Entries follow. Return each line that contains the word "from".

__Data__.
______

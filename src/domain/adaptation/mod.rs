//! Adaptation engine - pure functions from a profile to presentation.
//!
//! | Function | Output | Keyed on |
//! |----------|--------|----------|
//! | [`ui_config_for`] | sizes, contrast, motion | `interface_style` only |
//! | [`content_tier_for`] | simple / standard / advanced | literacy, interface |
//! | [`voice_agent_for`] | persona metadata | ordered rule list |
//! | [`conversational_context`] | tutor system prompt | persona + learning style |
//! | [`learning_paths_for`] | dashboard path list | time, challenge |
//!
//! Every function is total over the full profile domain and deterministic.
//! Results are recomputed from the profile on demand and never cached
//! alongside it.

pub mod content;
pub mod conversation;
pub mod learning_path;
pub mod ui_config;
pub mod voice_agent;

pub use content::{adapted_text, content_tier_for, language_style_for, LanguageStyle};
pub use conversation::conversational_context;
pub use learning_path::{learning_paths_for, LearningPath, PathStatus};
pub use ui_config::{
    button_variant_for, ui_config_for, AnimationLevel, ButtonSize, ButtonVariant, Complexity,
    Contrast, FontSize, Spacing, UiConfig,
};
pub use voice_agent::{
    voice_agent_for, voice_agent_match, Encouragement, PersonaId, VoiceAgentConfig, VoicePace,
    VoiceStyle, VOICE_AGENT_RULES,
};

______

__Answer__.
//! Adaptation engine - pure functions from a profile to presentation.
//! Results are recomputed from the profile on demand and never cached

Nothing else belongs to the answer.